BEGIN DATA TO PROCESS
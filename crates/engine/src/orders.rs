//! Order ledger: placement, edits, cancellation, and admin corrections.
//!
//! Every mutation runs in one transaction: read calendar and price, check
//! the rules for the acting principal, write. The partial unique index on
//! live orders settles races between concurrent placements.

use chrono::NaiveDate;
use serde_json::json;
use bento_core::audit::{actions, order_action, tables};
use bento_core::error::CoreError;
use bento_core::ordering::{
    duplicate_order, ensure_modifiable, validate_quantity, OrderSource, OrderStatus,
    UQ_ORDERS_USER_DATE_ORDERED,
};
use bento_core::principal::ActingPrincipal;
use bento_core::types::DbId;
use bento_db::models::menu::MenuItem;
use bento_db::models::order::{CreateOrder, NewOrder, Order, OrderFilter, UpdateOrder};
use bento_db::repositories::{CalendarRepo, MenuItemRepo, OrderRepo, UserRepo};
use sqlx::PgConnection;

use crate::context::EngineContext;
use crate::error::{map_unique, EngineError, EngineResult};
use crate::pricing::resolve_in;

const UQ_ORDERS_USER_DATE_MENU: &str = "uq_orders_user_date_menu";

#[derive(Clone)]
pub struct OrderLedger {
    ctx: EngineContext,
}

impl OrderLedger {
    pub fn new(ctx: EngineContext) -> Self {
        Self { ctx }
    }

    pub async fn get(&self, principal: &ActingPrincipal, order_id: DbId) -> EngineResult<Order> {
        let order = OrderRepo::find_by_id(&self.ctx.pool, order_id)
            .await?
            .ok_or(order_not_found(order_id))?;
        principal.require_owner_or_admin(order.user_id)?;
        Ok(order)
    }

    /// Non-admins only ever see their own orders.
    pub async fn list(&self, principal: &ActingPrincipal, filter: &OrderFilter) -> EngineResult<Vec<Order>> {
        let mut filter = filter.clone();
        if !principal.is_admin {
            filter.user_id = principal.actor_id;
        }
        Ok(OrderRepo::list(&self.ctx.pool, &filter).await?)
    }

    /// Place a manual order. `user_id` defaults to the caller.
    pub async fn create(&self, principal: &ActingPrincipal, input: &CreateOrder) -> EngineResult<Order> {
        let user_id = input.user_id.or(principal.actor_id).ok_or_else(|| {
            CoreError::Validation("user_id is required when acting as the system".into())
        })?;
        self.place(
            principal,
            user_id,
            input.menu_item_id,
            input.order_date,
            input.quantity,
            OrderSource::Manual,
        )
        .await
    }

    /// The creation primitive shared by manual orders and the batch runner.
    pub async fn place(
        &self,
        principal: &ActingPrincipal,
        user_id: DbId,
        menu_item_id: DbId,
        order_date: NaiveDate,
        quantity: i32,
        source: OrderSource,
    ) -> EngineResult<Order> {
        validate_quantity(quantity)?;
        principal.require_owner_or_admin(user_id)?;

        let mut tx = self.ctx.pool.begin().await?;

        UserRepo::find_by_id(&mut *tx, user_id)
            .await?
            .ok_or(CoreError::NotFound {
                entity: "User",
                id: user_id,
            })?;

        if OrderRepo::find_ordered_for_day(&mut *tx, user_id, order_date)
            .await?
            .is_some()
        {
            return Err(duplicate_order(user_id, order_date).into());
        }

        self.check_orderable(&mut tx, principal, order_date).await?;
        let item = active_menu_item(&mut tx, menu_item_id).await?;
        let price = resolve_in(&mut tx, item.id, order_date).await?;

        OrderRepo::delete_stale_canceled(&mut *tx, user_id, order_date, item.id).await?;
        let order = OrderRepo::insert(
            &mut *tx,
            &NewOrder {
                user_id,
                menu_item_id: item.id,
                price_record_id: price.id,
                order_date,
                quantity,
                unit_price: price.price,
                source: source.as_str(),
            },
        )
        .await
        .map_err(|e| map_unique(e, |c| duplicate_for(c, user_id, order_date)))?;
        tx.commit().await?;

        let action = match source {
            OrderSource::Auto => actions::ORDER_CREATE_AUTO,
            OrderSource::Manual => order_action(actions::ORDER_CREATE, principal.is_admin),
        };
        self.ctx.audit(
            principal,
            action,
            tables::ORDERS,
            Some(order.id),
            json!({
                "user_id": user_id,
                "menu_item_id": order.menu_item_id,
                "order_date": order_date,
                "quantity": quantity,
                "unit_price": order.unit_price,
            }),
        );
        tracing::info!(
            order_id = order.id,
            user_id,
            %order_date,
            source = source.as_str(),
            "Order created"
        );
        Ok(order)
    }

    /// Change item and quantity. The price snapshot is re-resolved.
    pub async fn update(
        &self,
        principal: &ActingPrincipal,
        order_id: DbId,
        input: &UpdateOrder,
    ) -> EngineResult<Order> {
        validate_quantity(input.quantity)?;

        let mut tx = self.ctx.pool.begin().await?;
        let current = OrderRepo::lock_for_update(&mut *tx, order_id)
            .await?
            .ok_or(order_not_found(order_id))?;
        principal.require_owner_or_admin(current.user_id)?;
        ensure_modifiable(current.id, &current.status)?;

        self.check_orderable(&mut tx, principal, current.order_date).await?;
        let item = active_menu_item(&mut tx, input.menu_item_id).await?;
        let price = resolve_in(&mut tx, item.id, current.order_date).await?;

        if item.id != current.menu_item_id {
            OrderRepo::delete_stale_canceled(&mut *tx, current.user_id, current.order_date, item.id)
                .await?;
        }
        let order = OrderRepo::update_item(
            &mut *tx,
            order_id,
            item.id,
            price.id,
            input.quantity,
            price.price,
        )
        .await
        .map_err(|e| map_unique(e, |c| duplicate_for(c, current.user_id, current.order_date)))?;
        tx.commit().await?;

        self.ctx.audit(
            principal,
            order_action(actions::ORDER_UPDATE, principal.is_admin),
            tables::ORDERS,
            Some(order.id),
            json!({
                "before": {
                    "menu_item_id": current.menu_item_id,
                    "quantity": current.quantity,
                    "unit_price": current.unit_price,
                },
                "after": {
                    "menu_item_id": order.menu_item_id,
                    "quantity": order.quantity,
                    "unit_price": order.unit_price,
                },
            }),
        );
        tracing::info!(order_id, "Order updated");
        Ok(order)
    }

    /// Soft-cancel. The row is kept with `status = canceled`.
    pub async fn cancel(&self, principal: &ActingPrincipal, order_id: DbId) -> EngineResult<Order> {
        let mut tx = self.ctx.pool.begin().await?;
        let current = OrderRepo::lock_for_update(&mut *tx, order_id)
            .await?
            .ok_or(order_not_found(order_id))?;
        principal.require_owner_or_admin(current.user_id)?;
        if OrderStatus::parse(&current.status)? == OrderStatus::Canceled {
            return Err(CoreError::Conflict(format!("Order {order_id} is already canceled")).into());
        }

        let window = self.ctx.order_window(&mut *tx).await?;
        let day = CalendarRepo::find(&mut *tx, current.order_date).await?;
        window.check_cancellable(
            principal,
            current.order_date,
            day.map(|d| d.rules()).as_ref(),
        )?;

        let order = OrderRepo::cancel(&mut *tx, order_id)
            .await?
            .ok_or_else(|| CoreError::Conflict(format!("Order {order_id} is already canceled")))?;
        tx.commit().await?;

        self.ctx.audit(
            principal,
            order_action(actions::ORDER_CANCEL, principal.is_admin),
            tables::ORDERS,
            Some(order.id),
            json!({ "user_id": order.user_id, "order_date": order.order_date }),
        );
        tracing::info!(order_id, "Order canceled");
        Ok(order)
    }

    /// Admin hard delete with no temporal checks.
    pub async fn admin_purge(&self, principal: &ActingPrincipal, order_id: DbId) -> EngineResult<()> {
        principal.require_admin()?;

        let mut tx = self.ctx.pool.begin().await?;
        let current = OrderRepo::lock_for_update(&mut *tx, order_id)
            .await?
            .ok_or(order_not_found(order_id))?;
        OrderRepo::delete(&mut *tx, order_id).await?;
        tx.commit().await?;

        self.ctx.audit(
            principal,
            actions::ORDER_DELETE_ADMIN,
            tables::ORDERS,
            Some(order_id),
            json!({
                "user_id": current.user_id,
                "menu_item_id": current.menu_item_id,
                "order_date": current.order_date,
                "status": current.status,
                "quantity": current.quantity,
                "unit_price": current.unit_price,
            }),
        );
        tracing::info!(order_id, "Order purged by admin");
        Ok(())
    }

    /// Admin owner change with no deadline checks.
    pub async fn admin_reassign(
        &self,
        principal: &ActingPrincipal,
        order_id: DbId,
        new_user_id: DbId,
    ) -> EngineResult<Order> {
        principal.require_admin()?;

        let mut tx = self.ctx.pool.begin().await?;
        let current = OrderRepo::lock_for_update(&mut *tx, order_id)
            .await?
            .ok_or(order_not_found(order_id))?;
        if current.user_id == new_user_id {
            return Err(CoreError::Validation(format!(
                "Order {order_id} already belongs to user {new_user_id}"
            ))
            .into());
        }

        let new_user = UserRepo::find_by_id(&mut *tx, new_user_id)
            .await?
            .ok_or(CoreError::NotFound {
                entity: "User",
                id: new_user_id,
            })?;
        if !new_user.can_receive_orders(self.ctx.clock.today()) {
            return Err(CoreError::Validation(format!(
                "User {new_user_id} is inactive or has left"
            ))
            .into());
        }

        let live = OrderStatus::parse(&current.status)? == OrderStatus::Ordered;
        if live
            && OrderRepo::find_ordered_for_day(&mut *tx, new_user_id, current.order_date)
                .await?
                .is_some()
        {
            return Err(duplicate_order(new_user_id, current.order_date).into());
        }
        OrderRepo::delete_stale_canceled(
            &mut *tx,
            new_user_id,
            current.order_date,
            current.menu_item_id,
        )
        .await?;

        let order = OrderRepo::reassign(&mut *tx, order_id, new_user_id)
            .await
            .map_err(|e| map_unique(e, |c| duplicate_for(c, new_user_id, current.order_date)))?;
        tx.commit().await?;

        self.ctx.audit(
            principal,
            actions::ORDER_REASSIGN_ADMIN,
            tables::ORDERS,
            Some(order_id),
            json!({ "from_user_id": current.user_id, "to_user_id": new_user_id }),
        );
        tracing::info!(order_id, from = current.user_id, to = new_user_id, "Order reassigned");
        Ok(order)
    }

    async fn check_orderable(
        &self,
        conn: &mut PgConnection,
        principal: &ActingPrincipal,
        date: NaiveDate,
    ) -> EngineResult<()> {
        let window = self.ctx.order_window(&mut *conn).await?;
        let day = CalendarRepo::find(&mut *conn, date).await?;
        window.check_orderable(principal, date, day.map(|d| d.rules()).as_ref())?;
        Ok(())
    }
}

async fn active_menu_item(conn: &mut PgConnection, menu_item_id: DbId) -> EngineResult<MenuItem> {
    let item = MenuItemRepo::find_by_id(conn, menu_item_id)
        .await?
        .ok_or(CoreError::NotFound {
            entity: "MenuItem",
            id: menu_item_id,
        })?;
    if !item.is_active {
        return Err(EngineError::Core(CoreError::NotAvailable(format!(
            "Menu item {menu_item_id} is not available"
        ))));
    }
    Ok(item)
}

fn order_not_found(id: DbId) -> CoreError {
    CoreError::NotFound { entity: "Order", id }
}

fn duplicate_for(constraint: &str, user_id: DbId, date: NaiveDate) -> Option<CoreError> {
    match constraint {
        UQ_ORDERS_USER_DATE_ORDERED | UQ_ORDERS_USER_DATE_MENU => {
            Some(duplicate_order(user_id, date))
        }
        _ => None,
    }
}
END DATA TO PROCESS
◆ **ASSIGNMENT**
If a line of the entries contains "NotFound", it counts; give the total of such lines and nothing more.

◆ **SOLUTION TO THIS EXERCISE**
4